Just about everyone knows how important it is to differentiate your solution vs the competition when trying to secure customers (if not, read here & watch this). Startups seeking funding ALSO need to differentiate their pitch vs all the other startups seeking funding. How?
- At a minimum you do a great job putting together your pitch deck and documentation so it is professional and reflects industry norms. For some good tips on that check out this: “Guy Kawasaki on how to secure venture capital Part I, Part II, & Part III“.
- Imagine what all the other executive summaries and pitch decks look like, and try not to sound just like them. Examples:
- “We are part of the $10 billion XYZ industry…” – so are a lot of people. Instead, try this “Last year $100 million was spent purchasing products that directly compete with ours.” That takes courage. It shows research. It entices us to ask questions you want us to ask… ones that allow you to show off what you know about your target market.
- “Carbon emissions are part of a global crises threatening the environment…” – yes, but every time I see this the entrepreneur is pitching a VERY specific solution for some subset. If instead they had said “Industrial scale hydrogen production facilities are capital-intensive to build, expensive to maintain, and are incurring ever-larger fines do to their large carbon footprint.”

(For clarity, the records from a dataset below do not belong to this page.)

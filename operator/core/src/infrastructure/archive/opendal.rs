// Copyright (c) 2026 100monkeys.ai
// SPDX-License-Identifier: AGPL-3.0

//! Opendal Object Store Adapter
//!
//! Bridges the [`ObjectStore`] capability onto an [`opendal::Operator`], so
//! the archive can sit on any service opendal speaks (S3-compatible stores,
//! Swift, GCS, local fs for development). The operator is built and
//! credentialed by the surrounding binary; this adapter only translates calls
//! and error kinds.

use async_trait::async_trait;
use bytes::Bytes;
use opendal::{ErrorKind, Operator};

use crate::domain::archive::{ArchiveError, ObjectStore};

pub struct OpendalStore {
    op: Operator,
}

impl OpendalStore {
    pub fn new(op: Operator) -> Self {
        Self { op }
    }

    fn store_error(e: opendal::Error) -> ArchiveError {
        ArchiveError::Store(e.to_string())
    }
}

#[async_trait]
impl ObjectStore for OpendalStore {
    async fn put(&self, key: &str, payload: Bytes) -> Result<(), ArchiveError> {
        self.op
            .write(key, payload)
            .await
            .map(|_| ())
            .map_err(Self::store_error)
    }

    async fn get(&self, key: &str) -> Result<Bytes, ArchiveError> {
        match self.op.read(key).await {
            Ok(buffer) => Ok(buffer.to_bytes()),
            Err(e) if e.kind() == ErrorKind::NotFound => {
                Err(ArchiveError::NotFound(key.to_string()))
            }
            Err(e) => Err(Self::store_error(e)),
        }
    }

    async fn delete(&self, key: &str) -> Result<(), ArchiveError> {
        match self.op.delete(key).await {
            Ok(()) => Ok(()),
            Err(e) if e.kind() == ErrorKind::NotFound => Ok(()),
            Err(e) => Err(Self::store_error(e)),
        }
    }

    async fn list(&self, prefix: &str) -> Result<Vec<String>, ArchiveError> {
        let entries = self.op.list(prefix).await.map_err(Self::store_error)?;
        Ok(entries
            .into_iter()
            .map(|e| e.path().to_string())
            .filter(|p| !p.ends_with('/'))
            .collect())
    }

    async fn total_size(&self, prefix: &str) -> Result<i64, ArchiveError> {
        let mut total = 0i64;
        for key in self.list(prefix).await? {
            let meta = self.op.stat(&key).await.map_err(Self::store_error)?;
            total += meta.content_length() as i64;
        }
        Ok(total)
    }
}
// Copyright (c) 2026 100monkeys.ai
// SPDX-License-Identifier: AGPL-3.0

//! Backup archive contracts.
//!
//! The archive lives in an object store under a per-cluster prefix. The core
//! consumes these two traits and nothing else about storage: [`ObjectStore`]
//! is the raw keyed-blob capability, [`BackupArchive`] is the prefix-scoped
//! view the backup manager and recovery path work against. Concrete backends
//! are selected at construction time (see `infrastructure::archive`).

use async_trait::async_trait;
use bytes::Bytes;
use thiserror::Error;

#[derive(Debug, Error)]
pub enum ArchiveError {
    #[error("backup {0:?} not found")]
    NotFound(String),

    #[error("malformed backup key {0:?}")]
    MalformedKey(String),

    #[error("object store error: {0}")]
    Store(String),
}

/// Raw keyed-blob storage.
#[async_trait]
pub trait ObjectStore: Send + Sync {
    /// Write `payload` under `key`, overwriting any existing object.
    async fn put(&self, key: &str, payload: Bytes) -> Result<(), ArchiveError>;

    async fn get(&self, key: &str) -> Result<Bytes, ArchiveError>;

    /// Deleting an absent key is a no-op.
    async fn delete(&self, key: &str) -> Result<(), ArchiveError>;

    /// All keys under `prefix`, in unspecified order.
    async fn list(&self, prefix: &str) -> Result<Vec<String>, ArchiveError>;

    /// Total payload bytes stored under `prefix`.
    async fn total_size(&self, prefix: &str) -> Result<i64, ArchiveError>;
}

/// Prefix-scoped archive of ensemble snapshots.
///
/// Keys are derived from the ensemble version and snapshot revision; ordering
/// and "latest" selection are the archive's business, not the caller's.
#[async_trait]
pub trait BackupArchive: Send + Sync {
    /// Store a snapshot taken at `revision` by an ensemble running `version`.
    /// Returns the archive key.
    async fn save(
        &self,
        version: &str,
        revision: i64,
        payload: Bytes,
    ) -> Result<String, ArchiveError>;

    async fn open(&self, key: &str) -> Result<Bytes, ArchiveError>;

    async fn list(&self) -> Result<Vec<String>, ArchiveError>;

    /// Key of the newest snapshot, `None` when the archive is empty.
    async fn get_latest(&self) -> Result<Option<String>, ArchiveError>;

    /// Delete every snapshot under the prefix.
    async fn purge(&self) -> Result<(), ArchiveError>;

    async fn total_size(&self) -> Result<i64, ArchiveError>;
}
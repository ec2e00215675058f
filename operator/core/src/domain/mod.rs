// Copyright (c) 2026 100monkeys.ai
// SPDX-License-Identifier: AGPL-3.0

pub mod archive;
pub mod member;
pub mod naming;
pub mod orchestrator;
pub mod spec;
pub mod status;
pub mod volume;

- “We are a pre-revenue company with a pre-money valuation of $10 million” – Who am I to argue with an entrepreneur on the value of their company? It is too emotional to do most of the time. Besides, if I have 100 other companies applying for funding who have products in the field, revenue, and seasoned management teams with valuations of one third that… why bother even corresponding with the entrepreneur? They just aren’t a good fit.